Image may contain: tree, sky, snow, outdoor and nature
2020
This brings us full circle back to present day. Lo and behold, no sooner had I lamented our lack of flurries, than we were lightly brushed by the…I don’t know…Ice Fairy?...who pirouetted through, waved her crystal wand, and bestowed upon us just a taste of Winter. In my opinion, it was actually perfect: picturesque drifting down from the heavens, just enough on the trees and grass to be photogenic…but not so much on the roads as to impact our daily activities very much. (And yes, of course the NC Powers That Be canceled classes…for one day before any precipitation fell at ALL, and the second day for the dusting that showed up. Having spent the last 5 years here, I can’t help but be amused by this…while also shaking my head.)

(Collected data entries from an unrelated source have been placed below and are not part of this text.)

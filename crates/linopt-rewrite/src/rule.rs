//! Rewrite rule contract shared by all hop DAG rewrites.

use std::fmt;

use linopt_hops::{HopDag, HopId, HopsError};

/// Counters collected while rewriting a program.
///
/// One status is threaded through every rule and statement block of a
/// program rewrite.
#[derive(Debug, Clone, Copy, Default, PartialEq, Eq)]
pub struct ProgramRewriteStatus {
    /// Hops processed by node-level rewrites.
    pub hops_visited: u64,
    /// Binary operators replaced by their evaluated value.
    pub binary_folds: u64,
    /// Value-type casts replaced by their evaluated value.
    pub unary_folds: u64,
    /// `FALSE & x` and `TRUE | x` predicates replaced by a literal.
    pub predicate_folds: u64,
    /// Candidates left unchanged because evaluation failed.
    pub eval_failures: u64,
}

impl ProgramRewriteStatus {
    /// Total number of hops replaced by literals.
    pub fn folds(&self) -> u64 {
        self.binary_folds + self.unary_folds + self.predicate_folds
    }

    pub fn merge(&mut self, other: &Self) {
        self.hops_visited += other.hops_visited;
        self.binary_folds += other.binary_folds;
        self.unary_folds += other.unary_folds;
        self.predicate_folds += other.predicate_folds;
        self.eval_failures += other.eval_failures;
    }
}

impl fmt::Display for ProgramRewriteStatus {
    fn fmt(&self, f: &mut fmt::Formatter<'_>) -> fmt::Result {
        write!(
            f,
            "visited={} folded={} (binary={}, unary={}, predicate={}) eval_failures={}",
            self.hops_visited,
            self.folds(),
            self.binary_folds,
            self.unary_folds,
            self.predicate_folds,
            self.eval_failures
        )
    }
}

/// A rewrite applied to the hop DAG of a statement block.
///
/// Both entry points start a fresh pass: visit status of every hop reachable
/// from the given roots is reset before anything is rewritten. Structural
/// errors abort the pass; rule-specific recoverable failures do not.
pub trait HopRewriteRule {
    /// Short identifier used in logs and errors.
    fn name(&self) -> &'static str;

    /// Rewrite the DAG below `roots` in one pass.
    ///
    /// Returns the roots in the same order, with each root replaced by its
    /// substitute if it was rewritten. An empty sequence is returned as is.
    fn rewrite_hop_dags(
        &mut self,
        dag: &mut HopDag,
        roots: Vec<HopId>,
        state: &mut ProgramRewriteStatus,
    ) -> Result<Vec<HopId>, HopsError>;

    /// Rewrite the DAG below a single root. `None` is returned as is.
    fn rewrite_hop_dag(
        &mut self,
        dag: &mut HopDag,
        root: Option<HopId>,
        state: &mut ProgramRewriteStatus,
    ) -> Result<Option<HopId>, HopsError>;
}

impl<R: HopRewriteRule + ?Sized> HopRewriteRule for Box<R> {
    fn name(&self) -> &'static str {
        (**self).name()
    }

    fn rewrite_hop_dags(
        &mut self,
        dag: &mut HopDag,
        roots: Vec<HopId>,
        state: &mut ProgramRewriteStatus,
    ) -> Result<Vec<HopId>, HopsError> {
        (**self).rewrite_hop_dags(dag, roots, state)
    }

    fn rewrite_hop_dag(
        &mut self,
        dag: &mut HopDag,
        root: Option<HopId>,
        state: &mut ProgramRewriteStatus,
    ) -> Result<Option<HopId>, HopsError> {
        (**self).rewrite_hop_dag(dag, root, state)
    }
}
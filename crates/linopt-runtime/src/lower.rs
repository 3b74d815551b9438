//! Lowering of scalar hop subexpressions into instructions.
//!
//! The subexpression is emitted in post-order. Literals are inlined as
//! operands, every operator hop writes a fresh temporary `_Var{n}`, shared
//! hops are lowered once. The program ends with an assignment of the root's
//! value to the requested output variable followed by removal of all
//! temporaries, so only the output variable survives execution.

use rustc_hash::{FxHashMap, FxHashSet};

use linopt_hops::{HopDag, HopId, HopKind, HopsError};

use crate::errors::EvalError;
use crate::instruction::{Instruction, Operand};
use crate::scalar::ScalarObject;

/// Lower the scalar subexpression rooted at `root` into instructions that
/// leave its value in the variable `out`.
pub fn lower_scalar_subexpression(
    dag: &HopDag,
    root: HopId,
    out: &str,
) -> Result<Vec<Instruction>, EvalError> {
    let mut lowering = Lowering {
        dag,
        instructions: Vec::new(),
        operands: FxHashMap::default(),
        temps: Vec::new(),
    };
    let result = lowering.lower(root)?;

    let mut instructions = lowering.instructions;
    instructions.push(Instruction::Assign {
        input: result,
        out: out.to_string(),
    });
    instructions.extend(
        lowering
            .temps
            .into_iter()
            .map(|name| Instruction::RemoveVar { name }),
    );
    Ok(instructions)
}

struct Lowering<'a> {
    dag: &'a HopDag,
    instructions: Vec<Instruction>,
    operands: FxHashMap<HopId, Operand>,
    temps: Vec<String>,
}

impl Lowering<'_> {
    /// Lower `root` with an explicit work stack. Operator hops are visited
    /// twice: once to schedule their inputs and once to emit their
    /// instruction after every input has an operand.
    fn lower(&mut self, root: HopId) -> Result<Operand, EvalError> {
        let dag = self.dag;
        let mut expanding: FxHashSet<HopId> = FxHashSet::default();
        let mut stack: Vec<(HopId, bool)> = vec![(root, false)];

        while let Some((id, inputs_ready)) = stack.pop() {
            if self.operands.contains_key(&id) {
                continue;
            }
            let hop = dag.get(id)?;
            if !hop.is_scalar() {
                return Err(EvalError::Lowering {
                    hop: id,
                    reason: format!("{} output is not a scalar", hop.data_type()),
                });
            }

            match hop.kind() {
                HopKind::Literal(value) => {
                    self.operands
                        .insert(id, Operand::Literal(ScalarObject::from(value)));
                }
                HopKind::Data { var, .. } => {
                    return Err(EvalError::Lowering {
                        hop: id,
                        reason: format!("variable '{}' has no compile-time value", var),
                    });
                }
                HopKind::Unary(_) | HopKind::Binary(_) if !inputs_ready => {
                    check_operator(id, hop.kind(), hop.inputs().len())?;
                    if !expanding.insert(id) {
                        return Err(HopsError::Cycle(id).into());
                    }
                    stack.push((id, true));
                    for &input in hop.inputs().iter().rev() {
                        if !self.operands.contains_key(&input) {
                            stack.push((input, false));
                        }
                    }
                }
                HopKind::Unary(op) => {
                    let input = self.operand(id, hop.inputs()[0])?;
                    let out = self.fresh_temp();
                    self.instructions.push(Instruction::Unary {
                        op: *op,
                        input,
                        out: out.clone(),
                        out_type: hop.value_type(),
                    });
                    expanding.remove(&id);
                    self.operands.insert(id, Operand::Var(out));
                }
                HopKind::Binary(op) => {
                    let left = self.operand(id, hop.inputs()[0])?;
                    let right = self.operand(id, hop.inputs()[1])?;
                    let out = self.fresh_temp();
                    self.instructions.push(Instruction::Binary {
                        op: *op,
                        left,
                        right,
                        out: out.clone(),
                        out_type: hop.value_type(),
                    });
                    expanding.remove(&id);
                    self.operands.insert(id, Operand::Var(out));
                }
            }
        }

        self.operand(root, root)
    }

    /// Operand already produced for `input` of hop `id`.
    fn operand(&self, id: HopId, input: HopId) -> Result<Operand, EvalError> {
        self.operands
            .get(&input)
            .cloned()
            .ok_or_else(|| EvalError::Lowering {
                hop: id,
                reason: format!("input {} was not lowered", input),
            })
    }

    fn fresh_temp(&mut self) -> String {
        let name = format!("_Var{}", self.temps.len());
        self.temps.push(name.clone());
        name
    }
}

/// Reject operators that have no scalar instruction or the wrong arity.
fn check_operator(id: HopId, kind: &HopKind, arity: usize) -> Result<(), EvalError> {
    match kind {
        HopKind::Binary(op) if op.is_structural() => Err(EvalError::UnsupportedOperation(
            format!("{} is not defined on scalars", op),
        )),
        HopKind::Binary(_) if arity != 2 => Err(arity_error(id, 2, arity)),
        HopKind::Unary(_) if arity != 1 => Err(arity_error(id, 1, arity)),
        _ => Ok(()),
    }
}

fn arity_error(hop: HopId, expected: usize, found: usize) -> EvalError {
    EvalError::Lowering {
        hop,
        reason: format!("expected {} input(s), found {}", expected, found),
    }
}
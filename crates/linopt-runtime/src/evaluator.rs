//! Evaluation of scalar subexpressions through the runtime.
//!
//! The optimizer never computes operator results itself. It asks a
//! [`ScalarEvaluator`] to run the subexpression exactly as the runtime would,
//! which keeps folded literals identical to unoptimized execution.

use linopt_hops::{HopDag, HopId};

use crate::context::{ExecutionContext, ProgramBlock};
use crate::errors::EvalError;
use crate::lower::lower_scalar_subexpression;
use crate::scalar::ScalarObject;

/// Output variable of a single evaluation.
pub const TMP_VAR: &str = "__cf_tmp";

/// Computes the value of a literal-only scalar subexpression.
pub trait ScalarEvaluator {
    /// Evaluate the subexpression rooted at `hop`.
    ///
    /// Implementations must not keep state between calls that influences
    /// results.
    fn evaluate(&mut self, dag: &HopDag, hop: HopId) -> Result<ScalarObject, EvalError>;
}

impl<E: ScalarEvaluator + ?Sized> ScalarEvaluator for &mut E {
    fn evaluate(&mut self, dag: &HopDag, hop: HopId) -> Result<ScalarObject, EvalError> {
        (**self).evaluate(dag, hop)
    }
}

impl<E: ScalarEvaluator + ?Sized> ScalarEvaluator for Box<E> {
    fn evaluate(&mut self, dag: &HopDag, hop: HopId) -> Result<ScalarObject, EvalError> {
        (**self).evaluate(dag, hop)
    }
}

/// Evaluator backed by the scalar instruction runtime.
///
/// Owns one execution context and one program block that are reused across
/// calls and emptied after each evaluation, whether it succeeded or not.
#[derive(Debug, Default)]
pub struct RuntimeEvaluator {
    ec: ExecutionContext,
    block: ProgramBlock,
    evaluations: u64,
}

impl RuntimeEvaluator {
    pub fn new() -> Self {
        Self::default()
    }

    /// Number of subexpressions evaluated so far.
    pub fn evaluations(&self) -> u64 {
        self.evaluations
    }

    /// Whether no instructions or variables are left over from a previous call.
    pub fn is_clean(&self) -> bool {
        self.ec.is_empty() && self.block.instructions().is_empty()
    }
}

impl ScalarEvaluator for RuntimeEvaluator {
    fn evaluate(&mut self, dag: &HopDag, hop: HopId) -> Result<ScalarObject, EvalError> {
        self.evaluations += 1;
        let instructions = lower_scalar_subexpression(dag, hop, TMP_VAR)?;
        self.block.set_instructions(instructions);

        let result = self.block.execute(&mut self.ec).and_then(|()| {
            self.ec
                .remove_variable(TMP_VAR)
                .ok_or_else(|| EvalError::UndefinedVariable(TMP_VAR.to_string()))
        });

        self.block.clear_instructions();
        self.ec.clear();
        result
    }
}

/// Run the scalar subexpression rooted at `hop` without any optimization.
pub fn execute_scalar(dag: &HopDag, hop: HopId) -> Result<ScalarObject, EvalError> {
    RuntimeEvaluator::new().evaluate(dag, hop)
}
//! Typed scalar values produced by the runtime.

use std::fmt;

use linopt_hops::{format_double, LiteralValue, ValueType};

use crate::errors::EvalError;

/// Largest double that still truncates into an `i64` without overflow.
const I64_UPPER_BOUND: f64 = 9_223_372_036_854_775_807.0;

/// A runtime scalar value.
#[derive(Debug, Clone, PartialEq)]
pub enum ScalarObject {
    Double(f64),
    Int(i64),
    Boolean(bool),
    String(String),
}

impl ScalarObject {
    pub fn value_type(&self) -> ValueType {
        match self {
            Self::Double(_) => ValueType::Double,
            Self::Int(_) => ValueType::Int,
            Self::Boolean(_) => ValueType::Boolean,
            Self::String(_) => ValueType::String,
        }
    }

    pub fn is_string(&self) -> bool {
        matches!(self, Self::String(_))
    }

    /// Numeric view; booleans count as 0/1, strings are rejected.
    pub fn as_f64(&self) -> Result<f64, EvalError> {
        match self {
            Self::Double(v) => Ok(*v),
            Self::Int(v) => Ok(*v as f64),
            Self::Boolean(b) => Ok(if *b { 1.0 } else { 0.0 }),
            Self::String(s) => Err(EvalError::TypeMismatch(format!(
                "string '{}' used as a number",
                s
            ))),
        }
    }

    /// Integer view; doubles truncate toward zero.
    pub fn as_i64(&self) -> Result<i64, EvalError> {
        match self {
            Self::Double(v) => truncate_to_i64(*v),
            Self::Int(v) => Ok(*v),
            Self::Boolean(b) => Ok(i64::from(*b)),
            Self::String(s) => Err(EvalError::TypeMismatch(format!(
                "string '{}' used as an integer",
                s
            ))),
        }
    }

    /// Truth value; numbers are true when non-zero.
    pub fn as_bool(&self) -> Result<bool, EvalError> {
        match self {
            Self::Double(v) => Ok(*v != 0.0),
            Self::Int(v) => Ok(*v != 0),
            Self::Boolean(b) => Ok(*b),
            Self::String(s) => Err(EvalError::TypeMismatch(format!(
                "string '{}' used as a boolean",
                s
            ))),
        }
    }

    /// Text view used by string concatenation and `as.character`-style output.
    pub fn string_value(&self) -> String {
        match self {
            Self::Double(v) => format_double(*v),
            Self::Int(v) => v.to_string(),
            Self::Boolean(b) => if *b { "TRUE" } else { "FALSE" }.to_string(),
            Self::String(s) => s.clone(),
        }
    }

    /// Convert to the declared output type of an instruction.
    ///
    /// `Unknown` leaves the value as computed.
    pub fn coerce(self, value_type: ValueType) -> Result<Self, EvalError> {
        match (value_type, self) {
            (ValueType::Double, Self::Double(v)) => Ok(Self::Double(v)),
            (ValueType::Int, Self::Int(v)) => Ok(Self::Int(v)),
            (ValueType::Boolean, Self::Boolean(b)) => Ok(Self::Boolean(b)),
            (ValueType::String, Self::String(s)) => Ok(Self::String(s)),
            (ValueType::Unknown, value) => Ok(value),
            (ValueType::Double, value) => Ok(Self::Double(value.as_f64()?)),
            (ValueType::Int, value) => Ok(Self::Int(value.as_i64()?)),
            (ValueType::Boolean, value) => Ok(Self::Boolean(value.as_bool()?)),
            (ValueType::String, value) => Ok(Self::String(value.string_value())),
        }
    }
}

impl From<&LiteralValue> for ScalarObject {
    fn from(value: &LiteralValue) -> Self {
        match value {
            LiteralValue::Double(v) => Self::Double(*v),
            LiteralValue::Int(v) => Self::Int(*v),
            LiteralValue::Boolean(b) => Self::Boolean(*b),
            LiteralValue::String(s) => Self::String(s.clone()),
        }
    }
}

impl fmt::Display for ScalarObject {
    fn fmt(&self, f: &mut fmt::Formatter<'_>) -> fmt::Result {
        f.write_str(&self.string_value())
    }
}

pub(crate) fn truncate_to_i64(v: f64) -> Result<i64, EvalError> {
    if !v.is_finite() {
        return Err(EvalError::InvalidCast(format!(
            "{} cannot be converted to an integer",
            format_double(v)
        )));
    }
    let t = v.trunc();
    if t >= I64_UPPER_BOUND || t < -I64_UPPER_BOUND - 1.0 {
        return Err(EvalError::IntegerOverflow(format!(
            "{} does not fit into a 64-bit integer",
            format_double(v)
        )));
    }
    Ok(t as i64)
}
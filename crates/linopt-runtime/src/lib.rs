//! # linopt runtime
//!
//! Scalar execution runtime used both at run time and by compile-time
//! constant folding:
//!
//! - **scalar**: typed scalar values and conversions
//! - **ops**: operator semantics, the single source of truth for scalar results
//! - **instruction**: executable scalar instructions
//! - **lower**: lowering of scalar hop subexpressions into instructions
//! - **context**: execution context and program block
//! - **evaluator**: the `ScalarEvaluator` seam used by the optimizer

pub mod context;
pub mod errors;
pub mod evaluator;
pub mod instruction;
pub mod lower;
pub mod ops;
pub mod scalar;

// Re-export commonly used types
pub use context::{ExecutionContext, ProgramBlock};
pub use errors::EvalError;
pub use evaluator::{execute_scalar, RuntimeEvaluator, ScalarEvaluator, TMP_VAR};
pub use instruction::{Instruction, Operand};
pub use lower::lower_scalar_subexpression;
pub use scalar::ScalarObject;
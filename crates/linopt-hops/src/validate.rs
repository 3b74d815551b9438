//! Structural validation of hop DAGs.

use crate::dag::HopDag;
use crate::errors::HopsError;
use crate::hop::HopId;

impl HopDag {
    /// Check the DAG invariants on everything reachable from `roots`.
    ///
    /// - every handle belongs to this DAG and there is no cycle
    /// - each input edge has exactly as many back-references as slots
    /// - each back-reference points at a parent that still holds the hop
    ///
    /// Returns the first violation found, naming the offending hop.
    pub fn validate(&self, roots: &[HopId]) -> Result<(), HopsError> {
        for id in self.reachable(roots)? {
            let hop = self.hop(id);

            for &child in hop.inputs() {
                let inputs = hop.inputs().iter().filter(|&&c| c == child).count();
                let back_refs = self
                    .get(child)?
                    .parents()
                    .iter()
                    .filter(|&&p| p == id)
                    .count();
                if back_refs == 0 {
                    return Err(HopsError::MissingBackReference { child, parent: id });
                }
                if inputs != back_refs {
                    return Err(HopsError::BackReferenceMismatch {
                        hop: child,
                        parent: id,
                        inputs,
                        back_refs,
                    });
                }
            }

            for &parent in hop.parents() {
                let holds = self
                    .get(parent)
                    .map_err(|_| HopsError::DanglingParent { hop: id, parent })?
                    .inputs()
                    .contains(&id);
                if !holds {
                    return Err(HopsError::DanglingParent { hop: id, parent });
                }
            }
        }
        Ok(())
    }
}

#[cfg(test)]
mod tests {
    use crate::dag::HopDag;
    use crate::errors::HopsError;
    use crate::hop::HopId;
    use crate::types::{DataType, OpOp2, ValueType};

    #[test]
    fn well_formed_dag_passes() {
        let mut dag = HopDag::new();
        let a = dag.literal(2i64);
        let b = dag.literal(3i64);
        let s = dag.binary(OpOp2::Plus, ValueType::Int, DataType::Scalar, a, a);
        let p = dag.binary(OpOp2::Mult, ValueType::Int, DataType::Scalar, s, b);
        dag.validate(&[p]).unwrap();
    }

    #[test]
    fn dangling_parent_is_reported() {
        let mut dag = HopDag::new();
        let a = dag.literal(2i64);
        let b = dag.literal(3i64);
        let p = dag.binary(OpOp2::Plus, ValueType::Int, DataType::Scalar, a, b);
        let q = dag.literal(7i64);
        dag.hop_mut(b).parents.push(q);

        assert_eq!(
            dag.validate(&[p]),
            Err(HopsError::DanglingParent { hop: b, parent: q })
        );
    }

    #[test]
    fn missing_back_reference_is_reported() {
        let mut dag = HopDag::new();
        let a = dag.literal(2i64);
        let b = dag.literal(3i64);
        let p = dag.binary(OpOp2::Plus, ValueType::Int, DataType::Scalar, a, b);
        dag.hop_mut(a).parents.clear();

        assert_eq!(
            dag.validate(&[p]),
            Err(HopsError::MissingBackReference { child: a, parent: p })
        );
    }

    #[test]
    fn slot_multiplicity_must_match() {
        let mut dag = HopDag::new();
        let a = dag.literal(2i64);
        let p = dag.binary(OpOp2::Plus, ValueType::Int, DataType::Scalar, a, a);
        dag.hop_mut(a).parents.pop();

        assert_eq!(
            dag.validate(&[p]),
            Err(HopsError::BackReferenceMismatch {
                hop: a,
                parent: p,
                inputs: 2,
                back_refs: 1,
            })
        );
    }

    #[test]
    fn cycles_and_foreign_roots_are_rejected() {
        let mut dag = HopDag::new();
        let a = dag.literal(2i64);
        let b = dag.literal(3i64);
        let p = dag.binary(OpOp2::Plus, ValueType::Int, DataType::Scalar, a, b);
        dag.add_child_reference(a, p, 0).unwrap();

        assert!(matches!(dag.validate(&[p]), Err(HopsError::Cycle(_))));
        assert!(matches!(
            dag.validate(&[HopId(99)]),
            Err(HopsError::InvalidHop(_))
        ));
    }
}
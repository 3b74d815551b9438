//! # linopt rewrite
//!
//! Hop DAG rewrites applied before code generation.
//!
//! - **traversal**: post-order DAG walk that applies node-level rewrites once per hop
//! - **rule**: the rewrite rule contract used by optimizer pipelines
//! - **constant_folding**: folding of literal-only scalar expressions and
//!   short-circuit predicates through the scalar runtime
//! - **program**: statement blocks and the configured program rewriter

pub mod config;
pub mod constant_folding;
pub mod errors;
pub mod program;
pub mod rule;
pub mod traversal;

// Re-export commonly used types
pub use config::RewriterConfig;
pub use constant_folding::RewriteConstantFolding;
pub use errors::RewriteError;
pub use program::{Program, ProgramRewriter, StatementBlock};
pub use rule::{HopRewriteRule, ProgramRewriteStatus};
pub use traversal::{NodeRewrite, PostOrderTraversal};
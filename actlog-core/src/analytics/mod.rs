//! Analytics module for actlog
//!
//! Derived views over the event store:
//! - Work sessions (gap-based segmentation)
//! - Productivity score (density and continuity over a trailing window)
//! - Command, file and hour-of-day frequency tables
//! - Week-over-week comparison
//! - Rule-based insights
//!
//! The pure computations live in their own modules and take plain values;
//! [`AnalyticsEngine`] wires them to the [`crate::Database`] queries.

pub mod engine;
pub mod insights;
pub mod patterns;
pub mod score;
pub mod sessions;
pub mod stats;
pub mod weekly;

pub use engine::{AnalyticsEngine, HourActivity, SummaryReport};
pub use insights::{generate_insights, Insight, InsightCategory};
pub use patterns::{extension_breakdown, CommandPattern, ExtensionCount, FilePattern, FilePatterns};
pub use score::productivity_score;
pub use sessions::{segment_sessions, WorkSession};
pub use stats::EventStatistics;
pub use weekly::{week_bounds, WeeklyComparison};
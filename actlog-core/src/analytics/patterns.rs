//! Frequency tables over recorded commands, files and hours.

use serde::Serialize;
use std::collections::HashMap;

/// Extension bucket for paths without one
pub const UNKNOWN_EXTENSION: &str = "unknown";

#[derive(Debug, Clone, PartialEq, Eq, Serialize)]
pub struct CommandPattern {
    pub command: String,
    pub count: i64,
}

#[derive(Debug, Clone, PartialEq, Eq, Serialize)]
pub struct FilePattern {
    pub path: String,
    pub count: i64,
}

#[derive(Debug, Clone, PartialEq, Eq, Serialize)]
pub struct ExtensionCount {
    pub extension: String,
    pub files: usize,
}

/// Top files plus the extension breakdown computed over that same list.
#[derive(Debug, Clone, Default, PartialEq, Eq, Serialize)]
pub struct FilePatterns {
    pub top_files: Vec<FilePattern>,
    pub file_types: Vec<ExtensionCount>,
}

/// Substring after the last `.`, or [`UNKNOWN_EXTENSION`].
pub fn file_extension(path: &str) -> &str {
    match path.rsplit_once('.') {
        Some((_, ext)) if !ext.is_empty() => ext,
        _ => UNKNOWN_EXTENSION,
    }
}

/// Count files per extension: count desc, then extension asc.
pub fn extension_breakdown(files: &[FilePattern]) -> Vec<ExtensionCount> {
    let mut counts: HashMap<&str, usize> = HashMap::new();
    for file in files {
        *counts.entry(file_extension(&file.path)).or_insert(0) += 1;
    }

    let mut breakdown: Vec<ExtensionCount> = counts
        .into_iter()
        .map(|(extension, files)| ExtensionCount {
            extension: extension.to_string(),
            files,
        })
        .collect();
    breakdown.sort_by(|a, b| b.files.cmp(&a.files).then_with(|| a.extension.cmp(&b.extension)));
    breakdown
}

#[cfg(test)]
mod tests {
    use super::*;

    fn file(path: &str) -> FilePattern {
        FilePattern {
            path: path.to_string(),
            count: 1,
        }
    }

    #[test]
    fn test_file_extension() {
        assert_eq!(file_extension("/src/main.rs"), "rs");
        assert_eq!(file_extension("archive.tar.gz"), "gz");
        assert_eq!(file_extension("/usr/bin/bash"), UNKNOWN_EXTENSION);
        assert_eq!(file_extension("trailing."), UNKNOWN_EXTENSION);
    }

    #[test]
    fn test_extension_breakdown_order() {
        let files = vec![
            file("a.rs"),
            file("b.md"),
            file("c.rs"),
            file("Makefile"),
            file("d.toml"),
        ];

        let breakdown: Vec<_> = extension_breakdown(&files)
            .into_iter()
            .map(|e| (e.extension, e.files))
            .collect();
        assert_eq!(
            breakdown,
            vec![
                ("rs".to_string(), 2),
                ("md".to_string(), 1),
                ("toml".to_string(), 1),
                ("unknown".to_string(), 1),
            ]
        );
    }

    #[test]
    fn test_extension_breakdown_empty() {
        assert!(extension_breakdown(&[]).is_empty());
    }
}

So, this fulfilled my requirements for a not-completely-lame Winter, even if just barely. It’s hard to explain, but in my mind I was beginning to feel like we hadn’t earned Spring, in some way. However, NOW we can move forward in good conscience toward the season of baseball, balmy days, and brisk breezes. (Sure, I do understand that’s not how it works…but nevertheless…) And I don’t know if you noticed, but this cycle—at least in Maryland—seems to come around every 13 years…kind of like climate clockwork! Hmm…so we’re technically still in the Mid-Atlantic region…let’s appreciate our good fortune for now, and make a mental note to brace ourselves for the next epic tempest…in 2022!